▽

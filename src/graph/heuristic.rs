//! Heuristics for A* searches.
//!
//! A heuristic receives the vertex being scored and the search target and
//! returns an estimate of the remaining cost. Admissible heuristics (never
//! overestimating) keep A* optimal.

use super::Vertex;

/// The zero heuristic. With it A* explores exactly like Dijkstra.
pub fn zero<V>(_vertex: &Vertex<V>, _target: &Vertex<V>) -> f64 {
    0.0
}

/// Absolute difference of the raw identifiers.
///
/// Admissible for graphs laid out on a line where an edge between `a` and
/// `b` costs at least `|a - b|`.
#[allow(clippy::cast_precision_loss)]
pub fn id_distance<V>(vertex: &Vertex<V>, target: &Vertex<V>) -> f64 {
    vertex.id().get().abs_diff(target.id().get()) as f64
}
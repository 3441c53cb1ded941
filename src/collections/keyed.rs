//! `KeyedCollection`: an ordered container of items that carry their own key.
//!
//! Items are stored in a `BTreeMap` keyed by [`Keyed::key`], so iteration
//! follows key order and is deterministic across runs.
//!
//! Contract:
//! - `try_insert` rejects an item whose key is already present and hands the
//!   item back to the caller.
//! - `get` / `remove` return `None` when nothing matches.
//! - `remove_where` removes at most one item: the first match in key order.
//!
//! ### Performance Characteristics
//! | Operation | Complexity | Notes |
//! |-----------|------------|-------|
//! | `try_insert` | \(O(\log n)\) | |
//! | `get` / `remove` | \(O(\log n)\) | |
//! | `remove_where` | \(O(n)\) | Scans until the first match |

use std::collections::btree_map::{self, BTreeMap, Entry};

/// An item that exposes the key it is stored under.
pub trait Keyed {
    /// The key type. Must be totally ordered and cheap to copy.
    type Key: Ord + Copy;

    /// Returns the key of this item. Must not change while stored.
    fn key(&self) -> Self::Key;
}

/// An ordered collection of [`Keyed`] items with unique keys.
#[derive(Debug, Clone)]
pub struct KeyedCollection<T: Keyed> {
    items: BTreeMap<T::Key, T>,
}

impl<T: Keyed> KeyedCollection<T> {
    /// Creates an empty collection.
    pub fn new() -> Self {
        Self {
            items: BTreeMap::new(),
        }
    }

    /// Returns the number of items.
    pub fn len(&self) -> usize {
        self.items.len()
    }

    /// Returns `true` if the collection holds no items.
    pub fn is_empty(&self) -> bool {
        self.items.is_empty()
    }

    /// Inserts `item`, failing if its key is already present.
    ///
    /// # Errors
    /// Returns the rejected item when an item with the same key exists.
    pub fn try_insert(&mut self, item: T) -> Result<&mut T, T> {
        match self.items.entry(item.key()) {
            Entry::Occupied(_) => Err(item),
            Entry::Vacant(slot) => Ok(slot.insert(item)),
        }
    }

    /// Returns `true` if an item is stored under `key`.
    pub fn contains(&self, key: &T::Key) -> bool {
        self.items.contains_key(key)
    }

    /// Returns the item stored under `key`.
    pub fn get(&self, key: &T::Key) -> Option<&T> {
        self.items.get(key)
    }

    /// Returns the item stored under `key` mutably.
    pub fn get_mut(&mut self, key: &T::Key) -> Option<&mut T> {
        self.items.get_mut(key)
    }

    /// Removes and returns the item stored under `key`.
    pub fn remove(&mut self, key: &T::Key) -> Option<T> {
        self.items.remove(key)
    }

    /// Removes and returns the item equal in key to `item`.
    pub fn remove_item(&mut self, item: &T) -> Option<T> {
        self.items.remove(&item.key())
    }

    /// Removes the first item (in key order) satisfying `predicate`.
    pub fn remove_where<F>(&mut self, mut predicate: F) -> Option<T>
    where
        F: FnMut(&T) -> bool,
    {
        let key = self
            .items
            .values()
            .find(|item| predicate(*item))
            .map(Keyed::key)?;
        self.items.remove(&key)
    }

    /// Returns the first item (in key order) satisfying `predicate`.
    pub fn find<F>(&self, mut predicate: F) -> Option<&T>
    where
        F: FnMut(&T) -> bool,
    {
        self.items.values().find(|item| predicate(*item))
    }

    /// Keeps only the items satisfying `predicate`.
    pub fn retain<F>(&mut self, mut predicate: F)
    where
        F: FnMut(&T) -> bool,
    {
        self.items.retain(|_, item| predicate(item));
    }

    /// Removes every item.
    pub fn clear(&mut self) {
        self.items.clear();
    }

    /// Iterates items in key order.
    pub fn iter(&self) -> btree_map::Values<'_, T::Key, T> {
        self.items.values()
    }

    /// Iterates items mutably in key order.
    pub fn iter_mut(&mut self) -> btree_map::ValuesMut<'_, T::Key, T> {
        self.items.values_mut()
    }

    /// Iterates keys in order.
    pub fn keys(&self) -> btree_map::Keys<'_, T::Key, T> {
        self.items.keys()
    }

    /// Removes all items, yielding them in key order.
    pub fn drain(&mut self) -> btree_map::IntoValues<T::Key, T> {
        core::mem::take(&mut self.items).into_values()
    }
}

impl<T: Keyed> Default for KeyedCollection<T> {
    fn default() -> Self {
        Self::new()
    }
}

impl<'a, T: Keyed> IntoIterator for &'a KeyedCollection<T> {
    type Item = &'a T;
    type IntoIter = btree_map::Values<'a, T::Key, T>;

    fn into_iter(self) -> Self::IntoIter {
        self.iter()
    }
}

impl<T: Keyed> IntoIterator for KeyedCollection<T> {
    type Item = T;
    type IntoIter = btree_map::IntoValues<T::Key, T>;

    fn into_iter(self) -> Self::IntoIter {
        self.items.into_values()
    }
}

impl<T: Keyed> FromIterator<T> for KeyedCollection<T> {
    /// Collects items. The first item per key wins; later duplicates are
    /// dropped rather than reported. Use [`KeyedCollection::try_insert`] to
    /// observe rejections.
    fn from_iter<I: IntoIterator<Item = T>>(iter: I) -> Self {
        let mut collection = Self::new();
        for item in iter {
            let _ = collection.try_insert(item);
        }
        collection
    }
}
//! Breadth-first and depth-first traversals.
//!
//! Every traversal starts by resetting all decorations, then records its
//! working state (state, distance, ancestor, timestamps) on the vertices it
//! reaches. That state stays readable until the next algorithm runs.

use std::collections::{BTreeMap, VecDeque};

use super::Digraph;
use crate::graph::{Path, Result, Uid, Vertex, VertexState};

/// An open DFS frame: the vertex and the successors not yet examined.
struct Frame {
    id: Uid,
    successors: std::vec::IntoIter<Uid>,
}

impl<V> Digraph<V> {
    /// Breadth-first traversal from `start`.
    ///
    /// Distances are hop counts and ancestors form the BFS tree. Returns, in
    /// visitation order, every reached vertex satisfying `predicate`
    /// (`start` included).
    ///
    /// # Errors
    /// [`GraphError::MissingVertex`](crate::GraphError::MissingVertex) if
    /// `start` is absent.
    pub fn bfs<F>(&mut self, start: Uid, mut predicate: F) -> Result<Vec<Uid>>
    where
        F: FnMut(&Vertex<V>) -> bool,
    {
        let mut matched = Vec::new();
        self.breadth_first(start, None, |vertex| {
            if predicate(vertex) {
                matched.push(vertex.id());
            }
        })?;
        Ok(matched)
    }

    /// Breadth-first traversal from `start` returning every reached vertex.
    ///
    /// # Errors
    /// See [`Digraph::bfs`].
    pub fn bfs_all(&mut self, start: Uid) -> Result<Vec<Uid>> {
        self.bfs(start, |_| true)
    }

    /// Hop distance from `start` to every reachable vertex.
    ///
    /// # Errors
    /// See [`Digraph::bfs`].
    pub fn bfs_distances(&mut self, start: Uid) -> Result<BTreeMap<Uid, u64>> {
        let mut distances = BTreeMap::new();
        self.breadth_first(start, None, |vertex| {
            distances.insert(vertex.id(), vertex.decoration().distance());
        })?;
        Ok(distances)
    }

    /// Unweighted shortest path from `start` to `end`.
    ///
    /// Stops as soon as `end` is discovered. Returns `Ok(None)` when `end` is
    /// unreachable; the path's cost is its hop count.
    ///
    /// # Errors
    /// [`GraphError::MissingVertex`](crate::GraphError::MissingVertex) if
    /// either endpoint is absent.
    #[allow(clippy::cast_precision_loss)]
    pub fn shortest_path_bfs(&mut self, start: Uid, end: Uid) -> Result<Option<Path>> {
        self.require(end)?;
        self.breadth_first(start, Some(end), |_| {})?;

        let Some(target) = self.vertex(end) else {
            return Ok(None);
        };
        if target.decoration().state() == VertexState::Unvisited {
            graph_debug!(%start, %end, "bfs: no path");
            return Ok(None);
        }
        let hops = target.decoration().distance();
        Ok(self.trace_path(start, end, hops as f64))
    }

    /// Depth-first traversal of the whole graph.
    ///
    /// Roots are taken in identifier order. Each vertex gets a discovery
    /// timestamp on entry and a closing timestamp on exit from one shared
    /// counter, and its DFS-tree ancestor. Meeting an edge into a vertex that
    /// is still open marks the graph as cyclic; see [`Digraph::last_dfs_acyclic`].
    pub fn dfs(&mut self) -> &mut Self {
        self.reset();
        self.acyclic = true;

        let mut clock = 0;
        for root in self.vertex_ids() {
            let unvisited = self
                .vertex(root)
                .is_some_and(|v| v.decoration().state() == VertexState::Unvisited);
            if unvisited {
                self.depth_first_visit(root, &mut clock, |_| {});
            }
        }
        graph_debug!(acyclic = self.acyclic, "dfs finished");
        self
    }

    /// Whether the most recent [`Digraph::dfs`] found no back edge.
    pub fn last_dfs_acyclic(&self) -> bool {
        self.acyclic
    }

    /// Runs a fresh [`Digraph::dfs`] and reports whether it found no cycle.
    pub fn is_acyclic(&mut self) -> bool {
        self.dfs().acyclic
    }

    /// Runs a fresh [`Digraph::dfs`] and reports whether the DFS forest has
    /// at most one root.
    ///
    /// This approximates connectivity: it is exact for graphs whose vertices
    /// are all forward-reachable from the lowest identifier, and otherwise
    /// depends on identifier order. It is not a weak or strong connectivity
    /// test for general digraphs.
    pub fn is_connected(&mut self) -> bool {
        if self.is_empty() {
            return true;
        }
        self.dfs();
        let roots = self
            .vertices
            .iter()
            .filter(|v| v.decoration().ancestor().is_none())
            .take(2)
            .count();
        roots <= 1
    }

    /// Queue-based BFS core.
    ///
    /// `on_visit` sees each vertex when it is dequeued. With `stop_at`, the
    /// search ends as soon as that vertex is discovered.
    fn breadth_first<F>(&mut self, start: Uid, stop_at: Option<Uid>, mut on_visit: F) -> Result<()>
    where
        F: FnMut(&Vertex<V>),
    {
        self.require(start)?;
        self.reset();
        graph_trace!(%start, "bfs start");

        let mut queue = VecDeque::new();
        if let Some(source) = self.vertices.get_mut(&start) {
            let decoration = source.decoration_mut();
            decoration.set_state(VertexState::Visited);
            decoration.set_distance(0);
            decoration.set_ancestor(None);
        }
        queue.push_back(start);

        if stop_at == Some(start) {
            return Ok(());
        }

        while let Some(u) = queue.pop_front() {
            let Some(vertex) = self.vertices.get(&u) else {
                continue;
            };
            on_visit(vertex);
            let distance = vertex.decoration().distance();
            let successors: Vec<Uid> = vertex.successors().collect();

            for v in successors {
                let Some(next) = self.vertices.get_mut(&v) else {
                    continue;
                };
                let decoration = next.decoration_mut();
                if decoration.state() != VertexState::Unvisited {
                    continue;
                }
                decoration.set_state(VertexState::Visited);
                decoration.set_distance(distance + 1);
                decoration.set_ancestor(Some(u));
                queue.push_back(v);

                if stop_at == Some(v) {
                    graph_trace!(%start, end = %v, "bfs early exit");
                    return Ok(());
                }
            }

            if let Some(vertex) = self.vertices.get_mut(&u) {
                vertex.decoration_mut().set_state(VertexState::Closed);
            }
        }
        Ok(())
    }

    /// Visits everything reachable from `root` that is still unvisited.
    ///
    /// Iterative, with an explicit stack of frames.
    /// `on_discover` sees each identifier as it is discovered.
    pub(super) fn depth_first_visit<F>(&mut self, root: Uid, clock: &mut u64, mut on_discover: F)
    where
        F: FnMut(Uid),
    {
        let Some(frame) = self.open(root, None, clock) else {
            return;
        };
        on_discover(root);
        let mut stack = vec![frame];

        while let Some(top) = stack.last_mut() {
            let current = top.id;
            match top.successors.next() {
                Some(next) => {
                    let Some(state) = self.vertex(next).map(|v| v.decoration().state()) else {
                        continue;
                    };
                    match state {
                        VertexState::Unvisited => {
                            if let Some(frame) = self.open(next, Some(current), clock) {
                                on_discover(next);
                                stack.push(frame);
                            }
                        }
                        VertexState::Visited => {
                            graph_trace!(from = %current, to = %next, "back edge");
                            self.acyclic = false;
                        }
                        VertexState::Closed => {}
                    }
                }
                None => {
                    stack.pop();
                    *clock += 1;
                    if let Some(vertex) = self.vertices.get_mut(&current) {
                        let decoration = vertex.decoration_mut();
                        decoration.set_state(VertexState::Closed);
                        decoration.set_closed(*clock);
                    }
                }
            }
        }
    }

    /// Marks `id` discovered and returns its frame.
    fn open(&mut self, id: Uid, ancestor: Option<Uid>, clock: &mut u64) -> Option<Frame> {
        let vertex = self.vertices.get_mut(&id)?;
        *clock += 1;
        let successors: Vec<Uid> = vertex.successors().collect();
        let decoration = vertex.decoration_mut();
        decoration.set_discovered(*clock);
        decoration.set_state(VertexState::Visited);
        decoration.set_ancestor(ancestor);
        Some(Frame {
            id,
            successors: successors.into_iter(),
        })
    }
}
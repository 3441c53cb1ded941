//! Structural algorithms: transpose, topological sort and strongly connected
//! components.

use std::collections::{BTreeMap, BTreeSet};

use super::Digraph;
use crate::graph::{Uid, VertexState};

impl<V> Digraph<V> {
    /// Builds the graph with every edge reversed.
    ///
    /// The result has one payload-free vertex per identifier, fresh
    /// decorations, and `v -> u` with the original weight for each live edge
    /// `u -> v`. Dangling edges are not carried over.
    pub fn transpose(&self) -> Digraph<()> {
        let mut transposed = Digraph::new();
        for id in self.vertices.keys() {
            let _ = transposed.add_vertex(*id, ());
        }
        for vertex in self.vertices.iter() {
            for edge in vertex.edges() {
                // Fails only for dangling edges, which are dropped.
                let _ = transposed.add_edge(edge.target(), edge.source(), edge.weight());
            }
        }
        transposed
    }

    /// Topological order by Kahn's algorithm.
    ///
    /// Works on a copy of the decorations' in-degree counters. Each round
    /// emits every vertex whose remaining in-degree is zero, in identifier
    /// order. Returns `None` if a cycle leaves vertices that never reach zero.
    pub fn topological_sort(&self) -> Option<Vec<Uid>> {
        let mut in_degree: BTreeMap<Uid, u64> = self
            .vertices
            .iter()
            .map(|v| (v.id(), v.decoration().in_degree()))
            .collect();

        let mut frontier: Vec<Uid> = in_degree
            .iter()
            .filter(|&(_, &degree)| degree == 0)
            .map(|(&id, _)| id)
            .collect();
        let mut order = Vec::with_capacity(self.len());

        while !frontier.is_empty() {
            let mut next = BTreeSet::new();
            for &u in &frontier {
                let Some(vertex) = self.vertices.get(&u) else {
                    continue;
                };
                for v in vertex.successors() {
                    if let Some(degree) = in_degree.get_mut(&v) {
                        *degree = degree.saturating_sub(1);
                        if *degree == 0 {
                            next.insert(v);
                        }
                    }
                }
            }
            order.append(&mut frontier);
            frontier = next.into_iter().collect();
        }

        if order.len() == self.len() {
            Some(order)
        } else {
            graph_debug!(
                sorted = order.len(),
                total = self.len(),
                "topological sort: cycle detected"
            );
            None
        }
    }

    /// Strongly connected components by Kosaraju's algorithm.
    ///
    /// Runs [`Digraph::dfs`] for closing times, then explores the transpose
    /// in decreasing closing time; each exploration yields one component.
    ///
    /// Components are built from the transposed vertices: payloads are not
    /// carried, edges point in the reversed direction, and only edges between
    /// members of the same component are kept. Components come out in the
    /// order Kosaraju discovers them.
    pub fn strongly_connected_components(&mut self) -> Vec<Digraph<()>> {
        self.dfs();
        let mut finish_order: Vec<(u64, Uid)> = self
            .vertices
            .iter()
            .map(|v| (v.decoration().closed(), v.id()))
            .collect();
        finish_order.sort_unstable_by(|a, b| b.cmp(a));

        let mut transposed = self.transpose();
        transposed.reset();
        let mut clock = 0;
        let mut components = Vec::new();

        for (_, root) in finish_order {
            let unvisited = transposed
                .vertex(root)
                .is_some_and(|v| v.decoration().state() == VertexState::Unvisited);
            if !unvisited {
                continue;
            }
            let mut members = BTreeSet::new();
            transposed.depth_first_visit(root, &mut clock, |id| {
                members.insert(id);
            });
            components.push(transposed.component(&members));
        }

        graph_debug!(count = components.len(), "strongly connected components");
        components
    }
}

impl Digraph<()> {
    /// The subgraph induced by `members`.
    fn component(&self, members: &BTreeSet<Uid>) -> Digraph<()> {
        let mut component = Digraph::new();
        for &id in members {
            let _ = component.add_vertex(id, ());
        }
        for &id in members {
            let Some(vertex) = self.vertices.get(&id) else {
                continue;
            };
            for edge in vertex.edges() {
                if members.contains(&edge.target()) {
                    let _ = component.add_edge(id, edge.target(), edge.weight());
                }
            }
        }
        component
    }
}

△

* **Exercise**: Will you return exactly the lines above from the one with "decoration.set_ancestor(None);" down to the one with "let distance = vertex.decoration().distance();", counting both as part of the range?

* **Reply to the exercise**:
            decoration.set_ancestor(None);
        }
        queue.push_back(start);

        if stop_at == Some(start) {
            return Ok(());
        }

        while let Some(u) = queue.pop_front() {
            let Some(vertex) = self.vertices.get(&u) else {
                continue;
            };
            on_visit(vertex);
            let distance = vertex.decoration().distance();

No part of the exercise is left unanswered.